BASTA TERRORE MEDIATICO SULL'ERUZIONE DEL VESUVIO, PARLIAMO DI PREVENZIONE

Ogni tanto, più o meno cadenza semestrale, arriva lo scoop del piffero del giornalone inglese o americano che ci informa, udite udite, che c'è l'ennesimo scienziatone del sasiccio che ha scoperto che prima o poi il Vesuvio o Campi Flegrei erutteranno.
Il notizione viene poi rilanciato dal giornalone italiano con perfidia e sadismo terroristico-mediatico. In qualche caso, su qualche foglio di carta padano, il notizione della eruzione viene presentato più che come un rischio come una speranza.
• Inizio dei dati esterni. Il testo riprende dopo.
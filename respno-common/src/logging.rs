//! Tracing subscriber setup shared by the respno binaries

use crate::config::LoggingConfig;
use crate::{Error, Result};
use tracing_subscriber::{layer::SubscriberExt, util::SubscriberInitExt, EnvFilter};

/// Build the filter: `RUST_LOG` wins, otherwise the configured level
pub fn build_filter(config: &LoggingConfig) -> EnvFilter {
    EnvFilter::try_from_default_env().unwrap_or_else(|_| EnvFilter::new(&config.level))
}

/// Install the global subscriber (registry + env filter + fmt layer)
///
/// Logs go to stderr so command output on stdout stays machine-readable.
pub fn init_logging(config: &LoggingConfig) -> Result<()> {
    tracing_subscriber::registry()
        .with(build_filter(config))
        .with(tracing_subscriber::fmt::layer().with_writer(std::io::stderr))
        .try_init()
        .map_err(|e| Error::Internal(format!("Failed to initialize logging: {}", e)))
}
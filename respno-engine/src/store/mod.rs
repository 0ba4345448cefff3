//! Persistence seams for the two collections
//!
//! The engine reads and writes whole collections: all transcripts of one
//! project, and all analysis documents across projects. Concurrent writers
//! are not coordinated; the last save wins.

use crate::model::{AnalysisDocument, Transcript};
use async_trait::async_trait;
use respno_common::Result;

pub mod json;
pub mod memory;

pub use json::{JsonAnalysisStore, JsonTranscriptStore, ANALYSES_FILE, TRANSCRIPTS_FILE};
pub use memory::{MemoryAnalysisStore, MemoryTranscriptStore};

/// Transcript collection, keyed by project
#[async_trait]
pub trait TranscriptStore: Send + Sync {
    /// All transcripts of a project in stored order (empty when unknown)
    async fn load(&self, project_id: &str) -> Result<Vec<Transcript>>;

    /// Replace the project's transcript list
    async fn save(&self, project_id: &str, transcripts: &[Transcript]) -> Result<()>;
}

/// Analysis document collection, shared by all projects
#[async_trait]
pub trait AnalysisStore: Send + Sync {
    async fn load_all(&self) -> Result<Vec<AnalysisDocument>>;

    /// Replace the whole collection
    async fn save(&self, documents: &[AnalysisDocument]) -> Result<()>;
}
//! Submission use-case (C5): the only entry point allowed to create a job.
//! Everything here runs above the queue/store seams and propagates with
//! `anyhow::Result`.

use anyhow::{bail, Context, Result};
use chrono::Utc;
use shared::{AggregateResult, Job, JobTestCase, Language, Role, Submission};
use std::sync::Arc;
use uuid::Uuid;

use crate::job_queue::JobQueue;
use crate::store::SubmissionStore;

pub const MAX_SOURCE_CODE_CHARS: usize = 10_000;

/// Validates and records a new submission, then enqueues its job. If
/// enqueueing fails after the row has been inserted, the row is deleted so
/// the "job exists only while enqueued" invariant never breaks.
pub async fn submit(
    store: &dyn SubmissionStore,
    queue: &dyn JobQueue,
    user_id: Uuid,
    role: Role,
    challenge_id: Uuid,
    language: Language,
    code: String,
) -> Result<Uuid> {
    if role != Role::Student {
        bail!("only students may submit solutions");
    }
    if code.trim().is_empty() {
        bail!("source code must not be empty");
    }
    if code.chars().count() > MAX_SOURCE_CODE_CHARS {
        bail!("source code exceeds {} characters", MAX_SOURCE_CODE_CHARS);
    }

    let challenge = store.get_challenge(challenge_id).await.context("loading challenge")?;
    if !challenge.is_published() {
        bail!("challenge {} is not published", challenge_id);
    }

    let test_cases = store.get_test_cases(challenge_id).await.context("loading test cases")?;
    if test_cases.is_empty() {
        bail!("challenge {} has no test cases", challenge_id);
    }

    let now = Utc::now();
    let submission_id = Uuid::new_v4();
    let submission = Submission {
        id: submission_id,
        user_id,
        challenge_id,
        language: language.as_str().to_string(),
        source_code: code.clone(),
        status: "QUEUED".to_string(),
        score: 0,
        total_time_ms: 0,
        submitted_at: now,
        updated_at: now,
    };
    store.insert_submission(&submission).await.context("inserting submission")?;

    let job = Job {
        submission_id,
        challenge_id,
        user_id,
        language,
        code,
        test_cases: test_cases.iter().map(JobTestCase::from).collect(),
        enqueued_at: now,
        time_limit_ms: challenge.time_limit_ms,
        memory_limit_mb: challenge.memory_limit_mb,
    };

    if let Err(err) = queue.enqueue(&job).await {
        if let Err(cleanup_err) = store.delete_submission(submission_id).await {
            tracing::error!(%submission_id, %cleanup_err, "failed to roll back submission row after enqueue failure");
        }
        return Err(err).context("enqueueing job");
    }

    Ok(submission_id)
}

/// Persists a finished job's aggregate result. Separated from the worker
/// loop so the use case can be invoked directly (e.g. by tests or an
/// out-of-process reconciler) without going through a queue at all.
pub async fn complete(store: &dyn SubmissionStore, result: &AggregateResult) -> Result<()> {
    store.complete_submission(result).await.context("persisting aggregate result")
}

#[cfg(test)]
mod tests {
    use super::*;
    use crate::job_queue::InMemoryJobQueue;
    use crate::store::InMemorySubmissionStore;
    use shared::{Challenge, TestCase};

    fn published_challenge() -> Challenge {
        Challenge {
            id: Uuid::new_v4(),
            title: "Add Two Numbers".to_string(),
            description: "Read two integers, print their sum.".to_string(),
            difficulty: "easy".to_string(),
            tags: vec!["math".to_string()],
            time_limit_ms: 1000,
            memory_limit_mb: 256,
            language: "python".to_string(),
            status: "published".to_string(),
        }
    }

    fn one_test_case(challenge_id: Uuid) -> TestCase {
        TestCase {
            id: Uuid::new_v4(),
            challenge_id,
            input_data: Some("1 2".to_string()),
            expected_output: "3".to_string(),
            is_hidden: false,
            order_index: 0,
        }
    }

    #[tokio::test]
    async fn submitting_as_a_student_to_a_published_challenge_enqueues_a_job() {
        let store = InMemorySubmissionStore::new();
        let queue = InMemoryJobQueue::new();
        let challenge = published_challenge();
        let case = one_test_case(challenge.id);
        store.seed_challenge(challenge.clone(), vec![case]);

        let submission_id = submit(
            &store,
            &queue,
            Uuid::new_v4(),
            Role::Student,
            challenge.id,
            Language::Python,
            "print(3)".to_string(),
        )
        .await
        .unwrap();

        assert_eq!(queue.length(Language::Python).await.unwrap(), 1);
        assert!(store.get_submission(submission_id).await.is_ok());
    }

    #[tokio::test]
    async fn non_student_role_is_rejected() {
        let store = InMemorySubmissionStore::new();
        let queue = InMemoryJobQueue::new();
        let challenge = published_challenge();
        store.seed_challenge(challenge.clone(), vec![one_test_case(challenge.id)]);

        let result = submit(&store, &queue, Uuid::new_v4(), Role::Professor, challenge.id, Language::Python, "x".to_string()).await;
        assert!(result.is_err());
    }

    #[tokio::test]
    async fn unpublished_challenge_is_rejected() {
        let store = InMemorySubmissionStore::new();
        let queue = InMemoryJobQueue::new();
        let mut challenge = published_challenge();
        challenge.status = "draft".to_string();
        store.seed_challenge(challenge.clone(), vec![one_test_case(challenge.id)]);

        let result = submit(&store, &queue, Uuid::new_v4(), Role::Student, challenge.id, Language::Python, "x".to_string()).await;
        assert!(result.is_err());
    }

    #[tokio::test]
    async fn challenge_with_zero_test_cases_is_rejected() {
        let store = InMemorySubmissionStore::new();
        let queue = InMemoryJobQueue::new();
        let challenge = published_challenge();
        store.seed_challenge(challenge.clone(), vec![]);

        let result = submit(&store, &queue, Uuid::new_v4(), Role::Student, challenge.id, Language::Python, "x".to_string()).await;
        assert!(result.is_err());
    }

    #[tokio::test]
    async fn oversized_source_code_is_rejected_before_touching_the_store() {
        let store = InMemorySubmissionStore::new();
        let queue = InMemoryJobQueue::new();
        let challenge = published_challenge();
        store.seed_challenge(challenge.clone(), vec![one_test_case(challenge.id)]);
        let huge_code = "a".repeat(MAX_SOURCE_CODE_CHARS + 1);

        let result = submit(&store, &queue, Uuid::new_v4(), Role::Student, challenge.id, Language::Python, huge_code).await;
        assert!(result.is_err());
        assert_eq!(queue.length(Language::Python).await.unwrap(), 0);
    }

    #[tokio::test]
    async fn empty_source_code_is_rejected_before_touching_the_store() {
        let store = InMemorySubmissionStore::new();
        let queue = InMemoryJobQueue::new();
        let challenge = published_challenge();
        store.seed_challenge(challenge.clone(), vec![one_test_case(challenge.id)]);

        let result = submit(&store, &queue, Uuid::new_v4(), Role::Student, challenge.id, Language::Python, "   \n\t".to_string()).await;
        assert!(result.is_err());
        assert_eq!(queue.length(Language::Python).await.unwrap(), 0);
    }
}
use anyhow::Result;
use std::sync::Arc;
use std::collections::HashMap;
use uuid::Uuid;
use chrono::{Datelike, Timelike};

use abac_engine::{ABACEngine, AccessRequest, Subject, Action, Resource, Environment, AttributeValue, Decision};
use capability_provider::{CapabilityProvider, JudiciaCapabilityProvider};
use event_bus::{EventBus, RabbitMQEventBus, EventManager};
use plugin_runtime::{plugin_manager::PluginManager, PluginMetadata};
use shared::legacy::PluginHttpRoute;
use evaluation_engine::legacy_queue::{JobQueue, RabbitMQJobQueue, EvaluationJob};

use crate::{config::Config, database::Database};

/// Internal struct for resolved plugin routes
#[derive(Debug, Clone)]
struct ResolvedRoute {
    pub plugin_id: Uuid,
    pub plugin_name: String,
    pub handler_function: String,
    pub required_permission: Option<String>,
    pub rate_limit_override: Option<i32>,
}

/// The Judicia Core Kernel
/// 
/// This is the heart of the plugin-based architecture.
/// It provides:
/// - Plugin lifecycle management
/// - Capability API for plugins
/// - Request routing to plugins
/// - Event-driven communication
pub struct JudiciaKernel {
    config: Arc<Config>,
    db: Database,
    plugin_manager: PluginManager,
    capability_provider: Arc<dyn CapabilityProvider + Send + Sync>,
    event_bus: Arc<dyn EventBus + Send + Sync>,
    event_manager: Arc<EventManager>,
    abac_engine: Arc<ABACEngine>,
    job_queue: Arc<dyn JobQueue + Send + Sync>,
}
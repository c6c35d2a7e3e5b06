pub mod auth_handlers;
pub mod problem_handlers;
pub mod language_handlers;
pub mod submission_handlers;
pub mod contest_handlers;
pub mod contest_admin_handlers;
pub mod plugin_handlers;
pub mod contest_extension_handlers;
pub mod scoring_handlers;
pub mod rejudge_handlers;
Quelle che nutrono gli idioti che affollano certi stadi italiani.
Dieci anni fa con scienziati napoletani feci uno speciale su #SkyTg24 dal titolo "Napoli tra due fuochi". Questi scienziati napoletani, spiegavano, studi alla mano, che Napoli è seduta su una caldera alimentata dal Vesuvio a Sud e da Campi Flegrei a nord Ovest. Il problema, spiegano gli scienziati napoletani, o se volete il dramma, non é SE accadrà ma QUANDO accadrà l'eruzione di uno dei due vulcani. E quando accadrà SE siamo attrezzati per salvare un paio di milioni di napoletani con gli attuali piani di evacuazione della Protezione civile. Di questo forse dovremmo occuparci noi giornalisti in Italia, non di rilanciare le scoperte dell'acqua calda che arrivano dall'estero.
Intanto che erutta, noi napoletani che amiamo la vita e rispettiamo la morte, forse le vogliamo anche un po' bene giá che ci conviviamo, ci godiamo questo Vesuvio (nella foto), simbolo di vita. E non sterminatore.